Ch 16 [IND]

2.5K 42 4
                                    

"Bold."/"Bold italic." : animatronik yang berbicara/di dalam pikiran

"Normal."/"Normal italic." : manusia yang berbicara/di dalam pikiran

=o^o=

"Pergi dari sini."

"Kita baru sehari di sini." Michael memutar mata bosan, meletakkan gelas kosong di wastafel dan berbalik, kemudian melangkah ke ruang tamu. Dia melayangkan pandangan ke penjuru ruangan yang tampak asing tersebut, memperhatikan semua dekorasi. "Huh, aku tak menyangka flat milik Mark akan serapi ini mengingat dia dulu sering menaruh barang sembarangan."
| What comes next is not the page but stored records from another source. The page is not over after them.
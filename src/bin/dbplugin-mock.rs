//! In-memory database plugin used by the integration tests.
//!
//! Usage (only through a launcher):
//!   dbplugin-mock [--protocol grpc|netrpc] [--marker <path>] [--stall]

use std::collections::HashMap;
use std::path::PathBuf;
use std::sync::Arc;

use async_trait::async_trait;
use chrono::{DateTime, Utc};
use clap::Parser;
use tokio::sync::Mutex;

use dbplugin::config::ObservabilityConfig;
use dbplugin::database::{
    validate_expiration, validate_username, validate_username_config, ConnectionDetails,
    Credential, DatabaseBackend, LifecycleState, Statements, UsernameConfig,
};
use dbplugin::errors::{DbError, Result};
use dbplugin::observability::init_logging;
use dbplugin::plugin::serve::ensure_launched;
use dbplugin::plugin::{serve, ServeOptions, WireProtocol};

#[derive(Parser, Debug)]
#[command(name = "dbplugin-mock")]
#[command(about = "In-memory database plugin for exercising the launcher")]
struct Args {
    /// Wire protocol to advertise and serve
    #[arg(long, default_value = "grpc")]
    protocol: WireProtocol,

    /// File created as soon as the process starts
    #[arg(long)]
    marker: Option<PathBuf>,

    /// Never exchange the wrapping token or print a handshake
    #[arg(long)]
    stall: bool,
}

struct MockState {
    lifecycle: LifecycleState,
    users: HashMap<String, DateTime<Utc>>,
}

/// Users live in memory only. Created users get the display name as
/// username and the fixed password `test`.
struct MockBackend {
    state: Mutex<MockState>,
}

impl MockBackend {
    fn new() -> Self {
        Self {
            state: Mutex::new(MockState {
                lifecycle: LifecycleState::Uninitialized,
                users: HashMap::new(),
            }),
        }
    }
}

#[async_trait]
impl DatabaseBackend for MockBackend {
    fn backend_type(&self) -> &str {
        "mock"
    }

    async fn initialize(&self, details: &ConnectionDetails, _verify_connection: bool) -> Result<()> {
        let mut state = self.state.lock().await;
        state.lifecycle.ensure_open()?;
        if details.len() != 1 {
            return Err(DbError::config(format!(
                "exactly one connection detail is required, got {}",
                details.len()
            )));
        }
        state.lifecycle = LifecycleState::Initialized;
        Ok(())
    }

    async fn create_user(
        &self,
        _statements: &Statements,
        username_config: &UsernameConfig,
        expiration: DateTime<Utc>,
    ) -> Result<Credential> {
        let mut state = self.state.lock().await;
        state.lifecycle.ensure_initialized()?;
        validate_username_config(username_config)?;
        validate_expiration(expiration, Utc::now())?;

        let username = username_config.display_name.clone();
        if state.users.contains_key(&username) {
            return Err(DbError::conflict(username));
        }
        state.users.insert(username.clone(), expiration);
        tracing::debug!(username = %username, "Mock user created");

        Ok(Credential {
            username,
            password: "test".into(),
            expiration,
        })
    }

    async fn renew_user(
        &self,
        _statements: &Statements,
        username: &str,
        expiration: DateTime<Utc>,
    ) -> Result<()> {
        let mut state = self.state.lock().await;
        state.lifecycle.ensure_initialized()?;
        validate_username(username)?;
        validate_expiration(expiration, Utc::now())?;

        match state.users.get_mut(username) {
            Some(current) => {
                *current = expiration;
                Ok(())
            }
            None => Err(DbError::not_found(username)),
        }
    }

    async fn revoke_user(&self, _statements: &Statements, username: &str) -> Result<()> {
        let mut state = self.state.lock().await;
        state.lifecycle.ensure_initialized()?;
        validate_username(username)?;

        state
            .users
            .remove(username)
            .map(|_| ())
            .ok_or_else(|| DbError::not_found(username))
    }

    async fn close(&self) -> Result<()> {
        let mut state = self.state.lock().await;
        state.lifecycle = LifecycleState::Closed;
        state.users.clear();
        Ok(())
    }
}

#[tokio::main]
async fn main() -> anyhow::Result<()> {
    let args = Args::parse();
    init_logging(&ObservabilityConfig::from_env());

    if let Some(marker) = &args.marker {
        std::fs::write(marker, b"started")?;
    }

    ensure_launched()?;

    if args.stall {
        tracing::info!("Stalling without a handshake");
        std::future::pending::<()>().await;
    }

    serve(
        Arc::new(MockBackend::new()),
        ServeOptions {
            protocol: args.protocol,
        },
    )
    .await?;
    Ok(())
}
"Aku tak peduli dengan si brengsek itu. Keluar sekarang."

Michael mendengkus. "Kau marah hanya karena dia memelukku—kau yang sedang mengontrol tubuhku untuk membantu kita dari para ilmuwan itu? Jangan kekanakan, deh. Kita tak memiliki pilihan lain. Setidaknya untuk beberapa hari, atau minggu."
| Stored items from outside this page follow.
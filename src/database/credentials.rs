//! Username, password and expiration synthesis.
//!
//! Every backend, builtin or plugin, produces identifiers through a
//! [`CredentialPolicy`]. Generated usernames always fit the family's identifier
//! limit and always end with the full random suffix.

use chrono::{DateTime, Utc};
use rand::distributions::Alphanumeric;
use rand::Rng;

use super::UsernameConfig;
use crate::secrets::SecretString;

/// Fixed head of generated SQL passwords, guaranteeing mixed character classes.
pub const PASSWORD_PREFIX: &str = "A1a-";

/// Number of random characters following [`PASSWORD_PREFIX`].
pub const PASSWORD_RANDOM_LEN: usize = 20;

/// Timestamp format used in `{{expiration}}`.
pub const EXPIRATION_FORMAT: &str = "%Y-%m-%d %H:%M:%S%z";

/// Produces credentials for one backend family.
pub trait CredentialsProducer: Send + Sync {
    fn generate_username(&self, config: &UsernameConfig) -> String;

    fn generate_password(&self) -> SecretString;

    fn generate_expiration(&self, expiration: DateTime<Utc>) -> String;
}

/// Layout and limits of generated usernames.
#[derive(Debug, Clone, Copy, PartialEq, Eq)]
pub struct UsernamePolicy {
    pub prefix: &'static str,
    pub separator: char,
    pub display_len: usize,
    pub role_len: usize,
    pub max_len: usize,
    pub suffix_len: usize,
    pub lowercase: bool,
}

impl UsernamePolicy {
    /// Build `prefix-display-role-suffix` using `rng` for the suffix.
    ///
    /// Segments are sanitized, cut to their own limits, and then, if the whole
    /// would exceed `max_len`, the role segment shrinks first and the display
    /// segment second. Empty segments are omitted with their separator.
    pub fn generate<R: Rng + ?Sized>(&self, config: &UsernameConfig, rng: &mut R) -> String {
        let mut display = self.sanitize(&config.display_name, self.display_len);
        let mut role = self.sanitize(&config.role_name, self.role_len);

        let budget = self
            .max_len
            .saturating_sub(self.prefix.len() + 1 + self.suffix_len);
        let cost = |segment: &str| if segment.is_empty() { 0 } else { segment.len() + 1 };

        if cost(&display) + cost(&role) > budget {
            let room = budget.saturating_sub(cost(&display));
            role.truncate(room.saturating_sub(1));
        }
        if cost(&display) + cost(&role) > budget {
            display.truncate(budget.saturating_sub(1));
        }

        let mut username = String::with_capacity(self.max_len);
        username.push_str(self.prefix);
        for segment in [&display, &role] {
            if !segment.is_empty() {
                username.push(self.separator);
                username.push_str(segment);
            }
        }
        username.push(self.separator);
        username.push_str(&self.suffix(rng));

        if self.lowercase {
            username.make_ascii_lowercase();
        }
        username
    }

    fn sanitize(&self, raw: &str, limit: usize) -> String {
        raw.chars()
            .map(|c| {
                if c.is_ascii_alphanumeric() || c == '_' || c == self.separator {
                    c
                } else {
                    '_'
                }
            })
            .take(limit)
            .collect()
    }

    fn suffix<R: Rng + ?Sized>(&self, rng: &mut R) -> String {
        rng.sample_iter(&Alphanumeric)
            .take(self.suffix_len)
            .map(char::from)
            .collect()
    }
}

#[derive(Debug, Clone, Copy, PartialEq, Eq)]
pub enum PasswordStyle {
    /// [`PASSWORD_PREFIX`] plus random alphanumerics
    Prefixed,
    /// Hyphenated v4 UUID
    Uuid,
}

/// Credentials policy of a backend family.
#[derive(Debug, Clone, Copy, PartialEq, Eq)]
pub struct CredentialPolicy {
    pub username: UsernamePolicy,
    pub password: PasswordStyle,
}

impl CredentialPolicy {
    pub const fn postgres() -> Self {
        Self {
            username: UsernamePolicy {
                prefix: "v",
                separator: '-',
                display_len: 23,
                role_len: 23,
                max_len: 63,
                suffix_len: 20,
                lowercase: false,
            },
            password: PasswordStyle::Prefixed,
        }
    }

    pub const fn mysql() -> Self {
        Self {
            username: UsernamePolicy {
                prefix: "v",
                separator: '-',
                display_len: 4,
                role_len: 4,
                max_len: 16,
                suffix_len: 8,
                lowercase: false,
            },
            password: PasswordStyle::Prefixed,
        }
    }

    pub const fn cassandra() -> Self {
        Self {
            username: UsernamePolicy {
                prefix: "vault",
                separator: '_',
                display_len: 15,
                role_len: 15,
                max_len: 100,
                suffix_len: 20,
                lowercase: true,
            },
            password: PasswordStyle::Uuid,
        }
    }

    /// Policy registered for `family`, if it is one of the known families.
    pub fn for_family(family: &str) -> Option<Self> {
        match family {
            "postgres" => Some(Self::postgres()),
            "mysql" => Some(Self::mysql()),
            "cassandra" => Some(Self::cassandra()),
            _ => None,
        }
    }

    pub fn generate_username_with<R: Rng + ?Sized>(
        &self,
        config: &UsernameConfig,
        rng: &mut R,
    ) -> String {
        self.username.generate(config, rng)
    }

    pub fn generate_password_with<R: Rng + ?Sized>(&self, rng: &mut R) -> SecretString {
        match self.password {
            PasswordStyle::Prefixed => {
                let mut password = String::with_capacity(PASSWORD_PREFIX.len() + PASSWORD_RANDOM_LEN);
                password.push_str(PASSWORD_PREFIX);
                password.extend(
                    rng.sample_iter(&Alphanumeric)
                        .take(PASSWORD_RANDOM_LEN)
                        .map(char::from),
                );
                SecretString::new(password)
            }
            PasswordStyle::Uuid => {
                let bytes: [u8; 16] = rng.gen();
                let uuid = uuid::Builder::from_random_bytes(bytes).into_uuid();
                SecretString::new(uuid.hyphenated().to_string())
            }
        }
    }
}

impl CredentialsProducer for CredentialPolicy {
    fn generate_username(&self, config: &UsernameConfig) -> String {
        self.generate_username_with(config, &mut rand::thread_rng())
    }

    fn generate_password(&self) -> SecretString {
        self.generate_password_with(&mut rand::thread_rng())
    }

    fn generate_expiration(&self, expiration: DateTime<Utc>) -> String {
        expiration.format(EXPIRATION_FORMAT).to_string()
    }
}

#[cfg(test)]
mod tests {
    use super::*;
    use chrono::TimeZone;
    use proptest::prelude::*;
    use rand::rngs::StdRng;
    use rand::SeedableRng;

    fn config(display: &str, role: &str) -> UsernameConfig {
        UsernameConfig::new(display, role)
    }

    fn stem(username: &str, policy: &UsernamePolicy) -> String {
        username[..username.len() - policy.suffix_len].to_string()
    }

    #[test]
    fn test_postgres_username_layout() {
        let policy = CredentialPolicy::postgres();
        let mut rng = StdRng::seed_from_u64(7);
        let username = policy.generate_username_with(&config("token", "readonly"), &mut rng);

        assert!(username.starts_with("v-token-readonly-"));
        assert_eq!(username.len(), "v-token-readonly-".len() + 20);
        assert!(username.len() <= 63);
    }

    #[test]
    fn test_role_segment_shrinks_before_display() {
        let policy = CredentialPolicy::postgres();
        let mut rng = StdRng::seed_from_u64(1);
        let display = "d".repeat(40);
        let role = "r".repeat(40);
        let username = policy.generate_username_with(&config(&display, &role), &mut rng);

        // 63 - "v" - 2 separators around the suffix - 20 leaves 41 for "-display-role".
        assert_eq!(username.len(), 63);
        assert!(username.starts_with(&format!("v-{}-{}-", "d".repeat(23), "r".repeat(16))));
    }

    #[test]
    fn test_mysql_drops_role_to_keep_suffix() {
        let policy = CredentialPolicy::mysql();
        let mut rng = StdRng::seed_from_u64(3);
        let username = policy.generate_username_with(&config("token", "admin"), &mut rng);

        assert!(username.len() <= 16);
        assert!(username.starts_with("v-toke-"));
        assert_eq!(username.len(), "v-toke-".len() + 8);
    }

    #[test]
    fn test_cassandra_username_is_lowercase_with_underscores() {
        let policy = CredentialPolicy::cassandra();
        let mut rng = StdRng::seed_from_u64(11);
        let username = policy.generate_username_with(&config("Token-X", "Ops.Role"), &mut rng);

        assert!(username.starts_with("vault_token_x_ops_role_"));
        assert!(username.chars().all(|c| c.is_ascii_lowercase() || c.is_ascii_digit() || c == '_'));
        assert!(username.len() <= 100);
    }

    #[test]
    fn test_unsafe_characters_are_replaced() {
        let policy = CredentialPolicy::postgres();
        let mut rng = StdRng::seed_from_u64(5);
        let username = policy.generate_username_with(&config("o'brien\"; DROP", "é"), &mut rng);
        assert!(username.starts_with("v-o_brien___DROP-_-"));
    }

    #[test]
    fn test_empty_role_omits_segment() {
        let policy = CredentialPolicy::postgres();
        let mut rng = StdRng::seed_from_u64(9);
        let username = policy.generate_username_with(&config("app", ""), &mut rng);
        assert!(username.starts_with("v-app-"));
        assert_eq!(username.len(), "v-app-".len() + 20);
    }

    #[test]
    fn test_injected_rng_is_deterministic() {
        let policy = CredentialPolicy::postgres();
        let a = policy.generate_username_with(&config("app", "ro"), &mut StdRng::seed_from_u64(42));
        let b = policy.generate_username_with(&config("app", "ro"), &mut StdRng::seed_from_u64(42));
        assert_eq!(a, b);
    }

    #[test]
    fn test_password_styles() {
        let password = CredentialPolicy::postgres().generate_password();
        assert!(password.expose_secret().starts_with(PASSWORD_PREFIX));
        assert_eq!(password.len(), PASSWORD_PREFIX.len() + PASSWORD_RANDOM_LEN);
        assert!(password.expose_secret()[4..].chars().all(|c| c.is_ascii_alphanumeric()));

        let password = CredentialPolicy::cassandra().generate_password();
        assert!(uuid::Uuid::parse_str(password.expose_secret()).is_ok());
        assert_ne!(password, CredentialPolicy::cassandra().generate_password());
    }

    #[test]
    fn test_expiration_format() {
        let at = Utc.with_ymd_and_hms(2031, 4, 5, 6, 7, 8).unwrap();
        assert_eq!(
            CredentialPolicy::postgres().generate_expiration(at),
            "2031-04-05 06:07:08+0000"
        );
    }

    #[test]
    fn test_family_lookup() {
        assert_eq!(CredentialPolicy::for_family("mysql"), Some(CredentialPolicy::mysql()));
        assert_eq!(CredentialPolicy::for_family("oracle"), None);
    }

    proptest! {
        #[test]
        fn prop_usernames_fit_family_limit(
            display in ".{0,80}",
            role in ".{0,80}",
            family in prop::sample::select(vec!["postgres", "mysql", "cassandra"]),
            seed in any::<u64>(),
        ) {
            let policy = CredentialPolicy::for_family(family).unwrap();
            let mut rng = StdRng::seed_from_u64(seed);
            let username = policy.generate_username_with(&config(&display, &role), &mut rng);

            prop_assert!(username.len() <= policy.username.max_len);
            prop_assert!(username.is_ascii());
            let suffix = &username[username.len() - policy.username.suffix_len..];
            prop_assert!(suffix.chars().all(|c| c.is_ascii_alphanumeric()));
        }

        #[test]
        fn prop_distinct_display_names_differ_outside_suffix(
            a in "[a-z0-9]{1,23}",
            b in "[a-z0-9]{1,23}",
            role in "[a-z]{0,30}",
        ) {
            prop_assume!(a != b);
            let policy = CredentialPolicy::postgres();
            let mut rng = StdRng::seed_from_u64(0);
            let first = policy.generate_username_with(&config(&a, &role), &mut rng);
            let second = policy.generate_username_with(&config(&b, &role), &mut rng);

            prop_assert_ne!(stem(&first, &policy.username), stem(&second, &policy.username));
        }
    }
}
Dia bisa membayangkan Ennard sedang menggertakkan gigi saat ini, merasa kesal luar biasa. "Lebih tepatnya aku yang tak memiliki pilihan lain selain menurutimu untuk tinggal bersama pacarmu itu."

"Aku tidak—dia bukan pacarku lagi," Michael membalas dengan dahi mengerut dalam. "Dan, ya, kau yang tak memiliki pilihan lain. Aku adalah 'inangmu' dan aku bisa membuangmu begitu saja seperti sampah."

"Kau pernah berpacaran dengannya?"

"Benar."

"Yuck."

Michael mengucapkan 'heh' dengan pelan, akhirnya memilih duduk di sofa yang berada di ruang tengah. Mark sedang pergi sekarang—bekerja, sepertinya. Michael tidak tahu. Setelah Mark menawarkannya untuk tinggal selama beberapa saat di sini, dia mengambil beberapa barang dan set baju. Mereka tidak terlalu membahas apa yang telah terjadi sebelumnya.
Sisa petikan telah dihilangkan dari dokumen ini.